• _SOURCE MATERIAL_:
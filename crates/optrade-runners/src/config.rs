//! Per-runner knobs: symbol universe, loop period, and the strategy worker
//! pool's shape. Interval defaults follow the per-asset-class cadence of
//! `spec.md` §4.6.

use optrade_core::AssetClass;
use optrade_core::Symbol;
use std::time::Duration;

/// Strategy time budget enforced per dispatch, `spec.md` §4.6 step 4.
pub const DEFAULT_STRATEGY_TIMEOUT: Duration = Duration::from_secs(1);

#[derive(Debug, Clone)]
pub struct RunnerConfig {
    pub asset_class: AssetClass,
    pub symbols: Vec<Symbol>,
    pub interval: Duration,
    /// Bound on concurrently running strategy analyses for this runner.
    pub worker_concurrency: usize,
    pub strategy_timeout: Duration,
}

impl RunnerConfig {
    /// Builds a config using the typical per-asset-class interval from
    /// `spec.md` §4.6 and a worker pool sized to the available parallelism.
    pub fn new(asset_class: AssetClass, symbols: Vec<Symbol>) -> Self {
        Self {
            asset_class,
            symbols,
            interval: default_interval(asset_class),
            worker_concurrency: std::thread::available_parallelism()
                .map(|n| n.get())
                .unwrap_or(4),
            strategy_timeout: DEFAULT_STRATEGY_TIMEOUT,
        }
    }
}

fn default_interval(asset_class: AssetClass) -> Duration {
    match asset_class {
        AssetClass::Index => Duration::from_secs(5),
        AssetClass::Equity => Duration::from_secs(5),
        AssetClass::Option => Duration::from_secs(3),
        AssetClass::Future => Duration::from_secs(5),
        AssetClass::Commodity => Duration::from_secs(10),
    }
}
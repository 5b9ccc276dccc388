//! In-memory `Store` for unit tests that don't need real persistence.

use crate::error::Result;
use crate::store::Store;
use async_trait::async_trait;
use chrono::{DateTime, Utc};
use optrade_core::{Candle, OptionContract, Position, Price, Quantity, Signal, SignalStatus, Symbol, Timeframe};
use parking_lot::Mutex;
use std::collections::HashMap;
use uuid::Uuid;

#[derive(Default)]
struct State {
    candles: HashMap<(Symbol, Timeframe, DateTime<Utc>), Candle>,
    signals_by_fingerprint: HashMap<String, Signal>,
    signals_by_id: HashMap<Uuid, Signal>,
    positions: HashMap<Uuid, Position>,
    option_snapshots: Vec<(OptionContract, DateTime<Utc>)>,
    intraday_quotes: Vec<(Symbol, DateTime<Utc>)>,
}

/// Hand-rolled fake rather than a generated mock: the trait is small and a
/// real in-memory model makes the dedup/idempotency tests more convincing
/// than a per-call expectation script would.
#[derive(Default)]
pub struct MockStore {
    state: Mutex<State>,
}

impl MockStore {
    pub fn new() -> Self {
        Self::default()
    }
}

#[async_trait]
impl Store for MockStore {
    async fn upsert_candle(&self, candle: &Candle) -> Result<()> {
        let key = (candle.symbol.clone(), candle.timeframe, candle.bucket_start);
        self.state.lock().candles.insert(key, candle.clone());
        Ok(())
    }

    async fn get_candles(
        &self,
        symbol: &Symbol,
        timeframe: Timeframe,
        from: DateTime<Utc>,
        to: DateTime<Utc>,
    ) -> Result<Vec<Candle>> {
        let state = self.state.lock();
        let mut out: Vec<Candle> = state
            .candles
            .values()
            .filter(|c| {
                &c.symbol == symbol
                    && c.timeframe == timeframe
                    && c.bucket_start >= from
                    && c.bucket_start < to
            })
            .cloned()
            .collect();
        out.sort_by_key(|c| c.bucket_start);
        Ok(out)
    }

    async fn get_latest_candle(
        &self,
        symbol: &Symbol,
        timeframe: Timeframe,
        at: DateTime<Utc>,
    ) -> Result<Option<Candle>> {
        let state = self.state.lock();
        Ok(state
            .candles
            .values()
            .filter(|c| &c.symbol == symbol && c.timeframe == timeframe && c.bucket_start <= at)
            .max_by_key(|c| c.bucket_start)
            .cloned())
    }

    async fn get_last_n_candles(
        &self,
        symbol: &Symbol,
        timeframe: Timeframe,
        n: usize,
        at: DateTime<Utc>,
    ) -> Result<Vec<Candle>> {
        let state = self.state.lock();
        let mut matched: Vec<Candle> = state
            .candles
            .values()
            .filter(|c| {
                &c.symbol == symbol
                    && c.timeframe == timeframe
                    && c.bucket_start <= at
                    && c.finalized
            })
            .cloned()
            .collect();
        matched.sort_by_key(|c| c.bucket_start);
        if matched.len() > n {
            matched.drain(0..matched.len() - n);
        }
        Ok(matched)
    }

    async fn insert_signal(&self, signal: &Signal, fingerprint: &str) -> Result<bool> {
        let mut state = self.state.lock();
        if state.signals_by_fingerprint.contains_key(fingerprint) {
            return Ok(false);
        }
        state
            .signals_by_fingerprint
            .insert(fingerprint.to_string(), signal.clone());
        state.signals_by_id.insert(signal.id, signal.clone());
        Ok(true)
    }

    async fn get_signal_by_fingerprint(&self, fingerprint: &str) -> Result<Option<Signal>> {
        Ok(self
            .state
            .lock()
            .signals_by_fingerprint
            .get(fingerprint)
            .cloned())
    }

    async fn get_signal(&self, id: Uuid) -> Result<Option<Signal>> {
        Ok(self.state.lock().signals_by_id.get(&id).cloned())
    }

    async fn signals_since(
        &self,
        strategy: &str,
        symbol: &Symbol,
        since: DateTime<Utc>,
    ) -> Result<Vec<Signal>> {
        let state = self.state.lock();
        let mut out: Vec<Signal> = state
            .signals_by_id
            .values()
            .filter(|s| s.strategy_name == strategy && &s.symbol == symbol && s.generated_at >= since)
            .cloned()
            .collect();
        out.sort_by_key(|s| std::cmp::Reverse(s.generated_at));
        Ok(out)
    }

    async fn update_signal_status(
        &self,
        id: Uuid,
        status: SignalStatus,
        reason: Option<&str>,
    ) -> Result<()> {
        let mut state = self.state.lock();
        if let Some(signal) = state.signals_by_id.get_mut(&id) {
            signal.status = status;
            if let Some(reason) = reason {
                signal
                    .metadata
                    .insert("reason".to_string(), serde_json::json!(reason));
            }
            let fp = state
                .signals_by_fingerprint
                .iter()
                .find(|(_, s)| s.id == id)
                .map(|(fp, _)| fp.clone());
            if let Some(fp) = fp {
                if let Some(s) = state.signals_by_fingerprint.get_mut(&fp) {
                    s.status = status;
                    if let Some(reason) = reason {
                        s.metadata.insert("reason".to_string(), serde_json::json!(reason));
                    }
                }
            }
        }
        Ok(())
    }

    async fn insert_position(&self, position: &Position) -> Result<()> {
        self.state
            .lock()
            .positions
            .insert(position.id, position.clone());
        Ok(())
    }

    async fn update_position(&self, position: &Position) -> Result<()> {
        self.state
            .lock()
            .positions
            .insert(position.id, position.clone());
        Ok(())
    }

    async fn get_position(&self, id: Uuid) -> Result<Option<Position>> {
        Ok(self.state.lock().positions.get(&id).cloned())
    }

    async fn get_position_by_signal(&self, signal_id: Uuid) -> Result<Option<Position>> {
        Ok(self
            .state
            .lock()
            .positions
            .values()
            .find(|p| p.signal_id == signal_id)
            .cloned())
    }

    async fn get_open_positions(&self) -> Result<Vec<Position>> {
        Ok(self
            .state
            .lock()
            .positions
            .values()
            .filter(|p| p.is_open())
            .cloned()
            .collect())
    }

    async fn upsert_option_snapshot(
        &self,
        contract: &OptionContract,
        captured_at: DateTime<Utc>,
    ) -> Result<()> {
        let mut state = self.state.lock();
        state.option_snapshots.retain(|(c, t)| {
            !(c.trading_symbol == contract.trading_symbol && *t == captured_at)
        });
        state.option_snapshots.push((contract.clone(), captured_at));
        Ok(())
    }

    async fn get_option_chain(&self, underlying: &Symbol, as_of: DateTime<Utc>) -> Result<Vec<OptionContract>> {
        let state = self.state.lock();
        let latest = state
            .option_snapshots
            .iter()
            .filter(|(c, t)| &c.underlying == underlying && *t <= as_of)
            .map(|(_, t)| *t)
            .max();
        let Some(latest) = latest else {
            return Ok(vec![]);
        };
        Ok(state
            .option_snapshots
            .iter()
            .filter(|(c, t)| &c.underlying == underlying && *t == latest)
            .map(|(c, _)| c.clone())
            .collect())
    }

    async fn insert_intraday_quote(
        &self,
        symbol: &Symbol,
        _price: Price,
        _volume: Quantity,
        ts: DateTime<Utc>,
    ) -> Result<()> {
        self.state
            .lock()
            .intraday_quotes
            .push((symbol.clone(), ts));
        Ok(())
    }

    async fn daily_intraday_reset(&self, today_start: DateTime<Utc>) -> Result<()> {
        self.state
            .lock()
            .intraday_quotes
            .retain(|(_, ts)| *ts >= today_start);
        Ok(())
    }
}

#[cfg(test)]
mod tests {
    use super::*;
    use optrade_core::{AssetClass, SignalAction, SignalStrength, Timeframe};
    use rust_decimal_macros::dec;

    #[tokio::test]
    async fn test_mock_store_dedup_matches_sqlite_semantics() {
        let store = MockStore::new();
        let signal = Signal::new(
            "moving_average_cross",
            Symbol::new("NIFTY"),
            AssetClass::Index,
            SignalAction::EnterLong,
            SignalStrength::Strong,
            Price::new(dec!(23500)),
            Timeframe::M15,
            "2026-07-27T04:30:00Z".parse().unwrap(),
        );
        assert!(store.insert_signal(&signal, "fp-1").await.unwrap());
        assert!(!store.insert_signal(&signal, "fp-1").await.unwrap());
    }
}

• _PROBLEM DESCRIPTION_:
Set the lines down exactly, from the first line of the records to the line where "fn default_interval(asset_class: AssetClass)" appears, with both ends kept.

• _ANSWER SPACE_:
filename crates/optrade-runners/src/config.rs
//! Per-runner knobs: symbol universe, loop period, and the strategy worker
//! pool's shape. Interval defaults follow the per-asset-class cadence of
//! `spec.md` §4.6.

use optrade_core::AssetClass;
use optrade_core::Symbol;
use std::time::Duration;

/// Strategy time budget enforced per dispatch, `spec.md` §4.6 step 4.
pub const DEFAULT_STRATEGY_TIMEOUT: Duration = Duration::from_secs(1);

#[derive(Debug, Clone)]
pub struct RunnerConfig {
    pub asset_class: AssetClass,
    pub symbols: Vec<Symbol>,
    pub interval: Duration,
    /// Bound on concurrently running strategy analyses for this runner.
    pub worker_concurrency: usize,
    pub strategy_timeout: Duration,
}

impl RunnerConfig {
    /// Builds a config using the typical per-asset-class interval from
    /// `spec.md` §4.6 and a worker pool sized to the available parallelism.
    pub fn new(asset_class: AssetClass, symbols: Vec<Symbol>) -> Self {
        Self {
            asset_class,
            symbols,
            interval: default_interval(asset_class),
            worker_concurrency: std::thread::available_parallelism()
                .map(|n| n.get())
                .unwrap_or(4),
            strategy_timeout: DEFAULT_STRATEGY_TIMEOUT,
        }
    }
}

fn default_interval(asset_class: AssetClass) -> Duration {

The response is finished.